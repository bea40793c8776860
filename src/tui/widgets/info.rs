//! Identity table and help panel.

use ratatui::Frame;
use ratatui::layout::{Constraint, Rect};
use ratatui::style::{Color, Style};
use ratatui::widgets::{Block, Borders, Cell, Paragraph, Row, Table};

use crate::stats::RuntimeInfo;

/// Renders the identity table: static fields mirrored from the latest
/// snapshot.
pub fn render_info(frame: &mut Frame, area: Rect, runtime: &RuntimeInfo) {
    let header = Row::new(["go_version", "go_os", "go_arch", "cpu_num", "gomaxprocs"])
        .style(Style::default().fg(Color::Cyan));
    let values = Row::new([
        Cell::from(runtime.go_version.clone()),
        Cell::from(runtime.go_os.clone()),
        Cell::from(runtime.go_arch.clone()),
        Cell::from(runtime.cpu_num.to_string()),
        Cell::from(runtime.gomaxprocs.to_string()),
    ]);
    let widths = [Constraint::Percentage(20); 5];
    let table = Table::new([header, values], widths)
        .block(Block::default().borders(Borders::ALL).title("runtime"));
    frame.render_widget(table, area);
}

/// Renders the keybinding help panel.
pub fn render_help(frame: &mut Frame, area: Rect) {
    let help = Paragraph::new("q: quit   r: reload")
        .block(Block::default().borders(Borders::ALL).title("help"));
    frame.render_widget(help, area);
}
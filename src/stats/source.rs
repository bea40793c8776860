//! Source seam between the HTTP client and the time-series history.

use crate::client::ClientError;

use super::Stats;

/// Anything that can produce one stats snapshot per call.
///
/// [`crate::client::StatsClient`] is the production implementation; tests
/// substitute a scripted source so history behavior can be exercised
/// without a live endpoint.
pub trait StatsSource {
    /// Fetches one snapshot.
    fn fetch(&self) -> Result<Stats, ClientError>;
}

Try it: Note every line above where the string "Style" shows up, and copy those lines.

Result of the task:
use ratatui::style::{Color, Style};
        .style(Style::default().fg(Color::Cyan));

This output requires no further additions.